Infine, la legge segue la Direttiva DSM e l’AI Act, ponendosi in continuità con la normativa europea in materia.

Ciononostante, non risolve tutti i dubbi legati in merito alla questione. Lo stesso livello di umanità richiesto non è esplicitato, lasciando delle lacune che dovranno essere colmate.

L’applicazione nel settore editoriale: problemi pratici

Uno dei settori più colpiti dall’influenza di intelligenze artificiali generative è il settore dell’editoria. Di anno in anno si vedono sempre più testi o immagini pubblicati da case editrici generati integralmente o in parte con l’aiuto dell’IA. Un esempio interessante concerne l’editore Spines, il quale si prefigge l’obiettivo di pubblicare ottomila libri in un anno con l’aiuto dell’IA.

Se da un lato l’ausilio di questi mezzi risulta estremamente utile, come evidente dal punto di vista della rapidità di produzione, dall’altro presenta diversi problemi. Come chiarito dalla legge n. 132/2025, un’opera generata da IA non è tutelata da diritto d’autore se non supera un certo apporto creativo umano. Questo principio porta con sé importanti conseguenze nella realtà editoriale. Infatti, gli editori sarebbero privi di tutela davanti a copie o ripubblicazioni da parte di terzi. Un altro tema emerge dal punto di vista contrattuale: può sorgere il dubbio circa chi si possa configurare come autore, nonché un eventuale onere della prova relativo al superamento della soglia creativa umana.
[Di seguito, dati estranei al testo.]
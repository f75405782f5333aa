//! # listwise
//!
//! Asynchronous client for the ListWise "deep clean" email-validation HTTP
//! API: submit an address, get back a structured verdict saying whether it
//! is deliverable, hosted by a free provider, typo-corrected, or otherwise
//! classified.
//!
//! ## Behavior to know about
//! - A [`EmailStatus::Processing`] result means the service has not finished
//!   checking the address; it is a normal result, not an error. Poll by
//!   calling [`DeepCleanClient::deep_clean`] again after a few minutes — the
//!   client never retries on its own.
//! - ListWise reports a syntactically invalid input address through
//!   `error_code` 1 rather than a status; the client converts that into a
//!   regular [`EmailResult`] with [`EmailStatus::Invalid`].
//! - Every other `error_code` is an unrecoverable [`ClientError::Api`] for
//!   that input.
//!
//! ## Out of scope
//! Not a mail sender or a local syntax checker. The crate only wraps the
//! remote service and inherits its availability and rate limits.
//!
//! ## Example
//! ```no_run
//! use listwise::{ConfigBuilder, DeepCleanClient, EmailStatus};
//!
//! #[tokio::main]
//! async fn main() -> Result<(), listwise::ClientError> {
//!     let config = ConfigBuilder::new().api_key("my-api-key").build()?;
//!     let client = DeepCleanClient::new(config)?;
//!
//!     let result = client.deep_clean("user@example.com").await?;
//!     if result.status == EmailStatus::Processing {
//!         // Check back in 5-10 minutes.
//!         return Ok(());
//!     }
//!     println!("{}: {}", result.email, result.status.description());
//!     Ok(())
//! }
//! ```

pub mod client;
pub mod core;

pub use crate::client::transport::{HttpTransport, Transport};
pub use crate::client::DeepCleanClient;
pub use crate::core::config::{Config, ConfigBuilder, ConfigFile, DEFAULT_API_BASE_URL};
pub use crate::core::error::{ClientError, Result};
pub use crate::core::models::{EmailResult, EmailStatus};
//! Defines the structure mirroring the TOML configuration file format.

use serde::Deserialize;
use std::path::Path;

use crate::core::error::{ClientError, Result};

#[derive(Deserialize, Debug, Default, Clone)]
#[serde(deny_unknown_fields)]
pub struct ConfigFile {
    #[serde(default)]
    pub(crate) api: ApiConfig,
    #[serde(default)]
    pub(crate) network: NetworkConfig,
}

#[derive(Deserialize, Debug, Default, Clone)]
#[serde(deny_unknown_fields)]
pub(crate) struct ApiConfig {
    pub(crate) api_key: Option<String>,
    pub(crate) base_url: Option<String>,
}

#[derive(Deserialize, Debug, Default, Clone)]
#[serde(deny_unknown_fields)]
pub(crate) struct NetworkConfig {
    /// Request timeout in seconds.
    pub(crate) request_timeout: Option<u64>,
    pub(crate) user_agent: Option<String>,
}

impl ConfigFile {
    /// Reads and parses the configuration file at `path`.
    pub fn load(path: impl AsRef<Path>) -> Result<Self> {
        let path = path.as_ref();
        let raw = std::fs::read_to_string(path)?;
        toml::from_str(&raw).map_err(|e| {
            ClientError::Config(format!(
                "failed to parse config file '{}': {}",
                path.display(),
                e
            ))
        })
    }
}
Per ovviare a queste problematiche numerose, le case editrici stanno introducendo una serie di regole e politiche relative all’IA. Ad esempio, alcuni editori richiedono agli autori stessi di autodichiarare il livello di IA usato ai fini della realizzazione dell’opera.

Rimangono dunque aperte molte questioni. Verranno verosimilmente a generarsi contenziosi relativi all’appartenenza di alcuni testi a un autore ovvero all’IA, oltre a possibili dispute relative a diritti d’autore violati. A questi dubbi dovrà rispondere la dottrina e la prassi giurisprudenziale futura.

Conclusioni

L’evoluzione delle tecnologie di intelligenza artificiale generativa è sicuramente da tenere in considerazione in quanto sta ridefinendo in modo del tutto inedito il rapporto tra creatività e diritto.

La legge n. 132/2025 ha compiuto un importante primo passo in questo senso, tracciando le linee guida per una futura convivenza tra diritti autoriali e IA, nonché affermando la centralità della creatività umana. Tuttavia, lascia irrisolte alcune delle sfide poste da questi nuovi strumenti, come mostrato dal mondo dell’editoria, che presenta ancora molte incertezze relative alla paternità delle opere.

In futuro è molto probabile che nasceranno diversi contenziosi relativi sia all’individuazione del discrimine circa la creatività umana, sia all’uso di modelli di IA addestrati su dataset protetti.

Sarà compito della giurisprudenza affermare in modo sempre più chiaro i confini tra opera creata da IA e ingegno umano, cercando di risolvere le varie incertezze ancora esistenti.